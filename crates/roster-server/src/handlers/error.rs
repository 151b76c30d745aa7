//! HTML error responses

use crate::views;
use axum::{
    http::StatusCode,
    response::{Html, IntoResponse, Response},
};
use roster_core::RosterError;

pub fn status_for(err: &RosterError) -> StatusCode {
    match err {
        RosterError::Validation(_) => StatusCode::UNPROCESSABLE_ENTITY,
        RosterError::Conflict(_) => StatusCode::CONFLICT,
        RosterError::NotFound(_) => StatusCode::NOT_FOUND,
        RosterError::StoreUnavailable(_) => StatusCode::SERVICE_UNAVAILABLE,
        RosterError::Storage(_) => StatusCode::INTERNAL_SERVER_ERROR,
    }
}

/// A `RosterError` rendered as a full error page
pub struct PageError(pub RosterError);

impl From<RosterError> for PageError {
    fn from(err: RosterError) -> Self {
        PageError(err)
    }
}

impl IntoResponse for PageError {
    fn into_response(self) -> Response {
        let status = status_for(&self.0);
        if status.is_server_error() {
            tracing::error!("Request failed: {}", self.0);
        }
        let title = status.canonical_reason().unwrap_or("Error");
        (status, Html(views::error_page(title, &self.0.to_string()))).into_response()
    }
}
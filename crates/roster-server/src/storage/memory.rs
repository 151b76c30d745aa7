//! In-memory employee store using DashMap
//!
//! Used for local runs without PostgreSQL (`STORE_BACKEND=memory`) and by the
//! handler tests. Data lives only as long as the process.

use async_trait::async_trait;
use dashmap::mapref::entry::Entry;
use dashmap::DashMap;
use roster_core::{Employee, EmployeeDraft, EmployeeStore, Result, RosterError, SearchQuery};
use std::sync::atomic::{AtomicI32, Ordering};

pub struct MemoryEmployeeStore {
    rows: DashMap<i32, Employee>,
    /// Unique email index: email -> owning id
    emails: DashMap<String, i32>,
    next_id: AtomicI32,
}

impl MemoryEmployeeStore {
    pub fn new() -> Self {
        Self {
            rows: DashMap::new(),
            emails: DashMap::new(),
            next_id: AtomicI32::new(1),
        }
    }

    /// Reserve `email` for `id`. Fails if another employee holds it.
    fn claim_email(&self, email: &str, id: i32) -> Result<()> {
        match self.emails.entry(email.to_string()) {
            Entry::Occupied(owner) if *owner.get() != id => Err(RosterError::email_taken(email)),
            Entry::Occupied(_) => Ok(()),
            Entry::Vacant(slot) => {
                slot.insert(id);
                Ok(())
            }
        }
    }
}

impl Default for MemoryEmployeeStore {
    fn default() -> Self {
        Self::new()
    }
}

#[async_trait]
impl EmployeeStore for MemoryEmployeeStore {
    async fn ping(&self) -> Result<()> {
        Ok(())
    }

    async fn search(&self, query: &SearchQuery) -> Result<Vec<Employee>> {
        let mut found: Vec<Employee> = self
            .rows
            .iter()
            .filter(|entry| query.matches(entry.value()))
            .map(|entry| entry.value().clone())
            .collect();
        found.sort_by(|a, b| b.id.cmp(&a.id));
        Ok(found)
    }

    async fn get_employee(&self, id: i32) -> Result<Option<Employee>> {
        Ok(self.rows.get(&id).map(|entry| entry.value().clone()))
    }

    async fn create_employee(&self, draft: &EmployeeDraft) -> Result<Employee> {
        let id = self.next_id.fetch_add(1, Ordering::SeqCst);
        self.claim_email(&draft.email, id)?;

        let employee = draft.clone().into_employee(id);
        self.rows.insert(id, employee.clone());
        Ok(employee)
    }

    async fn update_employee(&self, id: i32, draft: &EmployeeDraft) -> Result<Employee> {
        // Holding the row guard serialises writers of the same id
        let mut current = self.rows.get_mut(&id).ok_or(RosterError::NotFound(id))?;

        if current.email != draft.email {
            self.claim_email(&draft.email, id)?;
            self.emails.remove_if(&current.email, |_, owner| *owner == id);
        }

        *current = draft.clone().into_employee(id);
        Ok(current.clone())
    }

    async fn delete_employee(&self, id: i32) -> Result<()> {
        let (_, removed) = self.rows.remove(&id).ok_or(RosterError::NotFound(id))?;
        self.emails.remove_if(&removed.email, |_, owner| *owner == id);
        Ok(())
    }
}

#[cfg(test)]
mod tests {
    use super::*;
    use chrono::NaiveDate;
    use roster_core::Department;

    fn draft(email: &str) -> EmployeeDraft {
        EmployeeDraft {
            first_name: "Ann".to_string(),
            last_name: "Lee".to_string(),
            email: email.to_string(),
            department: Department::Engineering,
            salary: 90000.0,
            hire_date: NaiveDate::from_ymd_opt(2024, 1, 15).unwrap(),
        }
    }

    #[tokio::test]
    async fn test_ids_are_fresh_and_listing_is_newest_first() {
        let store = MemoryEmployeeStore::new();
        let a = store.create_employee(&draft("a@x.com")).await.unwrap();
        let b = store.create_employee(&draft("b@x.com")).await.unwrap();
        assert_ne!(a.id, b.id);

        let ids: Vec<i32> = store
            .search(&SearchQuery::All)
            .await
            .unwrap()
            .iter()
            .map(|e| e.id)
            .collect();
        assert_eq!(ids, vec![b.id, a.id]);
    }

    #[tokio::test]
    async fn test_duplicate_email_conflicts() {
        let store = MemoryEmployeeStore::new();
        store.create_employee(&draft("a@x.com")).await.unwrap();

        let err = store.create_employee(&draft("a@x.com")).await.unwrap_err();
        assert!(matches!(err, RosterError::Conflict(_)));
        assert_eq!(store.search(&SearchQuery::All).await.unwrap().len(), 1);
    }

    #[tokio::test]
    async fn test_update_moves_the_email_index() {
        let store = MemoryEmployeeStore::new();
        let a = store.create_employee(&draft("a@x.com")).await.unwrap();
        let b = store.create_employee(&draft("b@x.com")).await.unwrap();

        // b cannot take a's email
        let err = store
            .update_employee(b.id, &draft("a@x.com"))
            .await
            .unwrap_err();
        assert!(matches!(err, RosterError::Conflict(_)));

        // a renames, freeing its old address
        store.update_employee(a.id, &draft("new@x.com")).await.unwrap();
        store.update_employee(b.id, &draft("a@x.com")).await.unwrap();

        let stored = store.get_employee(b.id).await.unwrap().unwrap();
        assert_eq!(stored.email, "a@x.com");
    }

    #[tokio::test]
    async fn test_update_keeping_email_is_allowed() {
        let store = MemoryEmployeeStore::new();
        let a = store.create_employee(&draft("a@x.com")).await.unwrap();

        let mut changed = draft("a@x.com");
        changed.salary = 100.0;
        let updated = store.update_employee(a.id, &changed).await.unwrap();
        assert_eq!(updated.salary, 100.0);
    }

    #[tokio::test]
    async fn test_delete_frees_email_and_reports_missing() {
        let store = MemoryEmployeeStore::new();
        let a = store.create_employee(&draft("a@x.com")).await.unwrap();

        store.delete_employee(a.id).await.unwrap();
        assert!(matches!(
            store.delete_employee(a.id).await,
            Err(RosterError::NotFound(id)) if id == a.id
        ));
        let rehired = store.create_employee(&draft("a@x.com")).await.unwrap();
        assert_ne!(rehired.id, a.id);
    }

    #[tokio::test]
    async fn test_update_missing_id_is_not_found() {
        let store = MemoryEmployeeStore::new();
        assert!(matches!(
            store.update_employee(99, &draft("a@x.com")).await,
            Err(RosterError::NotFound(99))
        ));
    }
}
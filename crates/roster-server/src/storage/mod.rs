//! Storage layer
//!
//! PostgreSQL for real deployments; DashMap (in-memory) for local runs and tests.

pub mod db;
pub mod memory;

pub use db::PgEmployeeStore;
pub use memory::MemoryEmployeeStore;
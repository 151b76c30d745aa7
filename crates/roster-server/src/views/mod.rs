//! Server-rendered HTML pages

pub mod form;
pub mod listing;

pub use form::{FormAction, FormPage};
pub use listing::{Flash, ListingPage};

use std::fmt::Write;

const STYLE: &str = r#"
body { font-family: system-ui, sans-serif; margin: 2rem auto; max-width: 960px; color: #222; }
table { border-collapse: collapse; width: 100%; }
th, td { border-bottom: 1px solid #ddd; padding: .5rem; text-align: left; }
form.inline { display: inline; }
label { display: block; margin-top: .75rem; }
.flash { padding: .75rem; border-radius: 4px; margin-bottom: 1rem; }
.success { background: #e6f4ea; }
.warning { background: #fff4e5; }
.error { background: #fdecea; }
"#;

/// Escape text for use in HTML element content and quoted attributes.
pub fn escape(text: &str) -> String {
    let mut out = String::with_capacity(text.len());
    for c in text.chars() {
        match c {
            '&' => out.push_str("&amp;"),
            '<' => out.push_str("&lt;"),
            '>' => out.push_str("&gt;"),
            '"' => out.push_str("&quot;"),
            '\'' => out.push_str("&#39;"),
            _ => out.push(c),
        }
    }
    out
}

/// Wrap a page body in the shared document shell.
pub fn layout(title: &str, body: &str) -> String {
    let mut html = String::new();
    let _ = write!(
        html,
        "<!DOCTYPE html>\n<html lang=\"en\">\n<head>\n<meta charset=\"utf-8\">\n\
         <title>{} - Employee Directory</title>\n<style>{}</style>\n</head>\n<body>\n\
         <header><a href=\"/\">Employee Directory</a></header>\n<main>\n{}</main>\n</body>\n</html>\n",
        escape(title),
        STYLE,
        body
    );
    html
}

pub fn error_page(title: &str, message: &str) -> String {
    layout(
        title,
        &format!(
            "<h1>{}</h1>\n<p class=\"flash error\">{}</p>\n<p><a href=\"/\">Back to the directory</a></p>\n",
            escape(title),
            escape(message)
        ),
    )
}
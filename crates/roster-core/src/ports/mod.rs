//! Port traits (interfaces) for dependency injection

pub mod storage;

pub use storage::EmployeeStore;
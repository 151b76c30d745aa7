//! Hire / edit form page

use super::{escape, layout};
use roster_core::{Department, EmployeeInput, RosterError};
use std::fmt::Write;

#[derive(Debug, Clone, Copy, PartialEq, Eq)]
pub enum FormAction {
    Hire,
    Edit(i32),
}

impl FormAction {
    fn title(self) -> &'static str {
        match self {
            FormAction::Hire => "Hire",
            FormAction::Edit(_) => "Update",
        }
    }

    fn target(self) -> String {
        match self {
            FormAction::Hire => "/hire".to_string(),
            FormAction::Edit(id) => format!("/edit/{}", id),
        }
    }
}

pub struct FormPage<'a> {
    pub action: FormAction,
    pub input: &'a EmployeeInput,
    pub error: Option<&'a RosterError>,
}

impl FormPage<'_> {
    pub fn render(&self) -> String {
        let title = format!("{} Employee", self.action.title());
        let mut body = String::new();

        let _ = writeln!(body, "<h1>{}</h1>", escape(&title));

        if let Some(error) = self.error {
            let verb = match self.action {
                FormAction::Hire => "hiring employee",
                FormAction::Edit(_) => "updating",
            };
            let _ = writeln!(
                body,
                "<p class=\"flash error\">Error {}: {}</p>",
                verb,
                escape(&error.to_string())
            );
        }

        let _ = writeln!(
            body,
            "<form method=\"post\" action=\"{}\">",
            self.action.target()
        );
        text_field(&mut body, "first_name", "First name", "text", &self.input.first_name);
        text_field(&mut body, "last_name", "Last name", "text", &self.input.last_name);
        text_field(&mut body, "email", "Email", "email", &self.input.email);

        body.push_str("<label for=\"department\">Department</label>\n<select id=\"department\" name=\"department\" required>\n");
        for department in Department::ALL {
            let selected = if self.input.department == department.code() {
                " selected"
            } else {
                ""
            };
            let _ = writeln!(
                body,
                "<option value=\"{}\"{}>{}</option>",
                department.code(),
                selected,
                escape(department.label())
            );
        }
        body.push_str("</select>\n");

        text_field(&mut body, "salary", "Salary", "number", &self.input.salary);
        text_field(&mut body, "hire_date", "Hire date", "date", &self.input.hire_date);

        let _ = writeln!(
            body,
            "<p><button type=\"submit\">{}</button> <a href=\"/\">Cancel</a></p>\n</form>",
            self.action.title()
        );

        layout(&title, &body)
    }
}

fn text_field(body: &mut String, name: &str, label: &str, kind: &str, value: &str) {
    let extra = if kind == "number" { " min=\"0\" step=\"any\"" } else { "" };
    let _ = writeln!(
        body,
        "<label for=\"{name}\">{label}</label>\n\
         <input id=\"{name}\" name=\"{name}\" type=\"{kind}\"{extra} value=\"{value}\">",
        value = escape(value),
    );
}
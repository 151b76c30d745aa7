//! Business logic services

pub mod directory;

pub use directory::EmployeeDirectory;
+---+
**Required action**: Every line of the data above that includes "background" should be listed.

**Reply to the exercise**:
.success { background: #e6f4ea; }
.warning { background: #fff4e5; }
.error { background: #fdecea; }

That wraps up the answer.